Jack Khoury ha poi proseguito spiegando che: “la giustificazione questa volta è di tipo sanitario: Israele teme che il pesce proveniente da Gaza possa nuocere alla salute degli israeliani. È emerso che non solo i palestinesi spaventano gli israeliani, ma anche il loro pesce è pericoloso. E come per ogni minaccia alla sicurezza che lo Stato ritiene giustifichi l’uso inaccettabile della punizione collettiva, anche in questo caso il fatto che i pescatori di Gaza non avessero alcun legame con il tentativo di contrabbando non ha impedito a Israele di imporre l’ennesima punizione collettiva all’intera Striscia.
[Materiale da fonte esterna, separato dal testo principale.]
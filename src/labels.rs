//! Persian presentation helpers used by the page templates.

const PERSIAN_DIGITS: [char; 10] = ['۰', '۱', '۲', '۳', '۴', '۵', '۶', '۷', '۸', '۹'];
const THOUSANDS_SEPARATOR: char = '٬';

pub const FREE_LABEL: &str = "رایگان";
pub const CURRENCY: &str = "تومان";

/// Replaces ASCII digits with their Persian forms, leaving everything else.
pub fn persian_digits(text: &str) -> String {
    text.chars()
        .map(|c| match c.to_digit(10) {
            Some(d) if c.is_ascii_digit() => PERSIAN_DIGITS[d as usize],
            _ => c,
        })
        .collect()
}

/// Folds Persian (`۰-۹`) and Arabic-Indic (`٠-٩`) digits to ASCII.
pub fn ascii_digits(text: &str) -> String {
    text.chars()
        .map(|c| match c {
            '۰'..='۹' => char::from(b'0' + (c as u32 - '۰' as u32) as u8),
            '٠'..='٩' => char::from(b'0' + (c as u32 - '٠' as u32) as u8),
            other => other,
        })
        .collect()
}

/// Groups thousands the way `Intl.NumberFormat("fa-IR")` does.
pub fn format_number(value: i64) -> String {
    let digits = value.unsigned_abs().to_string();
    let mut grouped = String::with_capacity(digits.len() * 2);
    for (i, c) in digits.chars().enumerate() {
        if i > 0 && (digits.len() - i) % 3 == 0 {
            grouped.push(THOUSANDS_SEPARATOR);
        }
        grouped.push(c);
    }
    let sign = if value < 0 { "-" } else { "" };
    persian_digits(&format!("{sign}{grouped}"))
}

pub fn format_price(price: i64) -> String {
    if price <= 0 {
        return FREE_LABEL.to_string();
    }
    format!("{} {}", format_number(price), CURRENCY)
}

pub fn format_duration(minutes: i64) -> String {
    format!("{} دقیقه", format_number(minutes))
}

#[cfg(test)]
mod tests {
    use super::*;

    #[test]
    fn folds_both_eastern_digit_sets() {
        assert_eq!(ascii_digits("۰۹۱۲"), "0912");
        assert_eq!(ascii_digits("٠٩١٢"), "0912");
        assert_eq!(ascii_digits("a-۵٥5"), "a-555");
    }

    #[test]
    fn prices_use_persian_grouping() {
        assert_eq!(format_price(2_500_000), "۲٬۵۰۰٬۰۰۰ تومان");
        assert_eq!(format_price(950), "۹۵۰ تومان");
        assert_eq!(format_price(0), "رایگان");
    }

    #[test]
    fn numbers_and_digits() {
        assert_eq!(format_number(1234), "۱٬۲۳۴");
        assert_eq!(format_number(-1000), "-۱٬۰۰۰");
        assert_eq!(persian_digits("Lesson 12"), "Lesson ۱۲");
        assert_eq!(format_duration(45), "۴۵ دقیقه");
    }
}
A Gaza ci sono circa 5.000 pescatori attivi, mentre altre 500 persone lavorano nell’allevamento e nel confezionamento del pesce. Ogni settimana circa 80 tonnellate di pesce vengono inviate in Cisgiordania e da lì una parte viene esportata in Giordania. Dato l’alto tasso di disoccupazione di Gaza e la mancanza di altre fonti di reddito, la pesca è una delle ultime industrie produttive rimaste nel territorio. Tuttavia, Israele sta accumulando difficoltà anche per le persone che lavorano in questo campo”.
L’associazione Oxfam che da anni opera sul campo ha affermato: “In questo momento 7 persone su 10 a Gaza dipendono dagli aiuti umanitari per far fronte ai bisogni essenziali di ogni giorno. Il controllo di Israele sulla Striscia è pressoché totale e si spinge a livelli paradossali e punitivi nei confronti della popolazione. Pensiamo alle regole sull’esportazione di pomodori, che di fatto impediscono ai produttori di vendere ciò che hanno coltivato. Rivolgiamo un appello al Segretario generale delle Nazioni Unite, Antonio Guterres, affinché una revoca immediata del blocco su Gaza divenga prioritaria nell’agenda internazionale”.